Immunofluorescent staining. The immunofluorescent staining procedure of intestinal mucosal tissues and organoids was carried out as described previously (15, 20). Slides were fixed in 3.7% formaldehyde in PBS and rehydrated. All slides were incubated with primary antibodies against lysozyme (Invitrogen, PA5-89275), DCLK1 (Abcam, ab31704), mucin 2 (Abcam, ab272692), Ki67 (Abcam, ab15580), OLFM4 (CST, 39141), TJs, or E-cadherin in the blocking buffer at concentration of 1:200 or 1:300 dilution at 4ºC overnight and then incubated with secondary antibody conjugated with Alexa Fluor 594 (Molecular Probes) for 2 hours at room temperature. After rinsing 3 times, some slides were incubated with 1 μM DAPI (Electron Microscopy Sciences, 17895) for 10 minutes to stain cell nuclei. Finally, the slides were washed, mounted, and viewed through a Zeiss LSM 710 confocal microscope. Slides were examined in a blinded fashion by coding, and decoding only after examination was completed. Images were processed using Photoshop software (Adobe).
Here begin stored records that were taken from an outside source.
#[cfg(test)]
mod tests {
    use super::*;
    use std::time::Duration;

    use async_trait::async_trait;
    use tokio::time;

    use crate::policies::{BackoffPolicy, Interval};

    #[derive(Default)]
    struct Recorder(Mutex<Vec<Event>>);

    impl Recorder {
        fn events(&self) -> Vec<Event> {
            let mut evs = self.0.lock().clone();
            evs.sort_by_key(|e| e.seq);
            evs
        }

        fn count(&self, pred: impl Fn(&Event) -> bool) -> usize {
            self.0.lock().iter().filter(|e| pred(e)).count()
        }

        fn transitions(&self) -> usize {
            self.count(|e| e.kind == EventKind::StateChanged)
        }
    }

    #[async_trait]
    impl Subscribe for Recorder {
        async fn on_event(&self, ev: &Event) {
            self.0.lock().push(ev.clone());
        }
        fn name(&self) -> &'static str {
            "recorder"
        }
        fn queue_capacity(&self) -> usize {
            1 << 16
        }
    }

    fn config(seats: usize, food: u64) -> Config {
        Config {
            seats,
            food,
            bus_capacity: 1 << 16,
            ..Config::default()
        }
    }

    fn table_with_recorder(cfg: Config) -> (Arc<Table>, Arc<Recorder>) {
        let rec = Arc::new(Recorder::default());
        let table = Table::builder(cfg)
            .with_subscriber(rec.clone())
            .build()
            .unwrap();
        (table, rec)
    }

    #[test]
    fn test_build_rejects_invalid_config() {
        assert_eq!(
            Table::builder(config(1, 10)).build().err(),
            Some(ConfigError::TooFewSeats { seats: 1 })
        );
        assert_eq!(
            Table::builder(config(5, 0)).build().err(),
            Some(ConfigError::NoFood)
        );
    }

    #[test]
    fn test_initial_snapshot() {
        let table = Table::builder(config(5, 3)).build().unwrap();
        assert_eq!(table.current_food_supply(), 3);
        assert_eq!(table.availability(), vec![true; 5]);
        assert_eq!(table.states(), vec![PhilosopherState::Hungry; 5]);
        assert_eq!(table.state(5), None);
    }

    #[test]
    fn test_set_paused_reports_changes_only() {
        let table = Table::builder(config(3, 3)).build().unwrap();
        assert_eq!(table.set_paused(PauseTarget::Seat(1), true), Ok(1));
        assert_eq!(table.set_paused(PauseTarget::Seat(1), true), Ok(0));
        assert_eq!(table.pause_all(), 2);
        assert_eq!(table.is_paused(0), Some(true));
        assert_eq!(table.resume_all(), 3);
        assert_eq!(
            table.set_paused(PauseTarget::Seat(3), true),
            Err(ControlError::UnknownSeat { seat: 3 })
        );
    }

    #[tokio::test(start_paused = true)]
    async fn test_five_seats_three_portions() {
        let (table, rec) = table_with_recorder(config(5, 3));
        let outcome = table.run().await.unwrap();

        assert_eq!(
            outcome,
            Outcome {
                reason: StopReason::FoodExhausted,
                meals: 3,
                food_left: 0
            }
        );
        assert_eq!(table.current_food_supply(), 0);
        assert_eq!(table.ring().held_forks(), 0);

        let events = rec.events();
        let served: Vec<u64> = events
            .iter()
            .filter(|e| e.is_transition_to(PhilosopherState::Eating))
            .filter_map(|e| e.food)
            .collect();
        assert_eq!(served, vec![2, 1, 0]);
        assert_eq!(rec.count(|e| e.kind == EventKind::FoodExhausted), 1);
        assert_eq!(rec.count(|e| e.kind == EventKind::Left), 5);
        assert_eq!(rec.count(|e| e.kind == EventKind::AllStoppedWithin), 1);
        assert!(
            events
                .iter()
                .filter(|e| e.kind == EventKind::Left)
                .all(|e| e.reason.as_deref() == Some("food_gone"))
        );
    }

    #[tokio::test(start_paused = true)]
    async fn test_two_seats_single_portion() {
        let (table, rec) = table_with_recorder(config(2, 1));
        let outcome = table.run().await.unwrap();
        assert_eq!(outcome.meals, 1);
        assert_eq!(outcome.reason, StopReason::FoodExhausted);

        let eaters: Vec<usize> = rec
            .events()
            .iter()
            .filter(|e| e.is_transition_to(PhilosopherState::Eating))
            .filter_map(|e| e.seat)
            .collect();
        assert_eq!(eaters.len(), 1);
        assert_eq!(table.ring().held_forks(), 0);
    }

    #[tokio::test(start_paused = true)]
    async fn test_pause_all_freezes_table_until_resume() {
        let cfg = Config {
            eat: Interval::up_to(Duration::from_millis(200)),
            think: Interval::up_to(Duration::from_millis(300)),
            ..config(5, 10_000)
        };
        let (table, rec) = table_with_recorder(cfg);
        let runner = {
            let table = Arc::clone(&table);
            tokio::spawn(async move { table.run().await })
        };

        time::sleep(Duration::from_secs(2)).await;
        assert_eq!(table.pause_all(), 5);
        time::sleep(Duration::from_millis(50)).await;

        let before = rec.transitions();
        let food = table.current_food_supply();
        let states = table.states();
        let forks = table.availability();

        time::sleep(Duration::from_secs(10)).await;
        assert_eq!(rec.transitions(), before);
        assert_eq!(table.current_food_supply(), food);
        assert_eq!(table.states(), states);
        assert_eq!(table.availability(), forks);

        let eating = states
            .iter()
            .filter(|s| **s == PhilosopherState::Eating)
            .count();
        assert_eq!(table.ring().held_forks(), 2 * eating);

        assert_eq!(table.resume_all(), 5);
        time::sleep(Duration::from_secs(2)).await;
        assert!(rec.transitions() > before);
        assert!(table.current_food_supply() < food);

        table.cancel();
        let outcome = runner.await.unwrap().unwrap();
        assert_eq!(outcome.reason, StopReason::Cancelled);
        assert_eq!(table.ring().held_forks(), 0);
        assert_eq!(rec.count(|e| e.kind == EventKind::Paused), 5);
        assert_eq!(rec.count(|e| e.kind == EventKind::Resumed), 5);
    }

    #[tokio::test(start_paused = true)]
    async fn test_second_run_is_rejected() {
        let table = Table::builder(config(2, 1)).build().unwrap();
        table.run().await.unwrap();
        assert!(matches!(
            table.run().await,
            Err(RuntimeError::AlreadyRunning)
        ));
    }

    #[tokio::test(start_paused = true)]
    async fn test_philosopher_panic_stops_table() {
        let cfg = Config {
            eat: Interval::fixed(Duration::from_secs(1)),
            think: Interval::fixed(Duration::from_secs(1)),
            ..config(2, 100)
        };
        let table = Table::builder(cfg).build().unwrap();
        let runner = {
            let table = Arc::clone(&table);
            tokio::spawn(async move { table.run().await })
        };

        time::sleep(Duration::from_millis(10)).await;
        let eater = table
            .states()
            .iter()
            .position(|s| *s == PhilosopherState::Eating)
            .unwrap();
        // Steal the forks: the eater's own release must now fail.
        table.ring().release_pair(eater);

        let err = runner.await.unwrap().unwrap_err();
        assert!(matches!(
            err,
            RuntimeError::PhilosopherPanicked { ref reason } if reason.contains("without holding")
        ));
    }

    #[tokio::test(flavor = "multi_thread", worker_threads = 4)]
    async fn test_contended_sessions_serve_every_portion_once() {
        const SEATS: usize = 7;
        const FOOD: u64 = 200;

        for round in 0..10 {
            let cfg = Config {
                retry: BackoffPolicy::constant(Duration::from_micros(50)),
                eat: Interval::up_to(Duration::from_millis(1)),
                think: Interval::up_to(Duration::from_millis(1)),
                ..config(SEATS, FOOD)
            };
            let (table, rec) = table_with_recorder(cfg);
            let outcome = table.run().await.unwrap();

            assert_eq!(outcome.reason, StopReason::FoodExhausted, "round {round}");
            assert_eq!(outcome.meals, FOOD, "round {round}");
            assert_eq!(
                table.ring().held_forks(),
                0,
                "round {round}: states {:?}, forks {:?}",
                table.states(),
                table.availability()
            );
            assert!(!table.states().contains(&PhilosopherState::Eating));

            let mut served: Vec<u64> = rec
                .events()
                .iter()
                .filter(|e| e.is_transition_to(PhilosopherState::Eating))
                .filter_map(|e| e.food)
                .collect();
            served.sort_unstable();
            assert_eq!(served, (0..FOOD).collect::<Vec<_>>(), "round {round}");
            assert_eq!(rec.count(|e| e.kind == EventKind::FoodExhausted), 1);
            assert_eq!(rec.count(|e| e.kind == EventKind::Left), SEATS);
        }
    }
}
Measurement of gut permeability. Epithelial barrier function in vitro was examined by using a 12-mm Transwell plate as described previously (20, 68). FITC-dextran (70 kDa; Sigma-Aldrich), a membrane-impermeable molecule, served as the paracellular tracer and was added at a final concentration of 0.25 mM to the apical bath wells that contained 0.5 mL of medium. The basal bath well had no added tracers and contained 1.5 mL of the same flux assay medium as the apical compartment. All flux assays were performed at 37°C, and the basal medium was collected at different times after addition of FITC-dextran. The concentration of FITC-dextran in the basal medium was determined using a fluorescence plate reader with an excitation wavelength at 490 nm and an emission wavelength of 530 nm. TEER was measured with an epithelial voltmeter under open-circuit conditions (WPI), as described previously (21), and the TEER of all monolayers was normalized to that of control monolayers in the same experiment.
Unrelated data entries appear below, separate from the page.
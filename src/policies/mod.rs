//! Timing policies.
//!
//! This module groups the knobs that control **how long** a philosopher waits:
//! between failed attempts to pick up its forks, and inside the timed phases.
//!
//! ## Contents
//! - [`BackoffPolicy`] how retry delays evolve while hungry (first / factor / max)
//! - [`Interval`]      random duration range for the eating and thinking phases
//!
//! ## Quick wiring
//! ```text
//! Config { retry: BackoffPolicy, eat: Interval, think: Interval }
//!      └─► core::philosopher::Philosopher uses:
//!           - retry.next(attempt) between failed pair acquisitions
//!           - eat.sample() / think.sample() for the timed phases
//! ```
//!
//! ## Defaults
//! - `BackoffPolicy::default()` → constant 100ms.
//! - `Interval::up_to(4s)` for eating and `Interval::up_to(10s)` for thinking.

mod backoff;
mod interval;

pub use backoff::BackoffPolicy;
pub use interval::Interval;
Gut permeability in mice was determined by examining the appearance in blood of FITC-dextran administered by gavage, as described previously (36, 38). Briefly, mice were gavaged with FITC-dextran at a dose of 60 mg/100 g body weight 4 hours before harvest. Blood sample was collected by cardiac puncture. The serum concentration of FITC-dextran was determined using a fluorescence plate reader as described above.

Statistics. All values are expressed as mean ± SEM. An unpaired, 2-tailed Student’s t test was used when indicated. When assessing multiple groups, 1-way ANOVA was utilized with Tukey’s post hoc test (69). The statistical software used was GraphPad Instat Prism 10. For nonparametric analysis rank comparison, the Kruskal-Wallis test was conducted. A P value of less than 0.05 was considered significant

Study approval. All animal experiments were performed in accordance with the NIH Guide for the Care and Use of Laboratory Animals (National Academies Press, 2011) and were approved by the Institutional Animal Care and Use Committee of University Maryland School of Medicine and Baltimore VA hospital. The human study was approved by the University of Maryland Institutional Review Board.

Data availability. All supporting data for each figure panel are available in the Supporting Data Values file. Any additional information required to reanalyze the data reported in this paper is available upon request.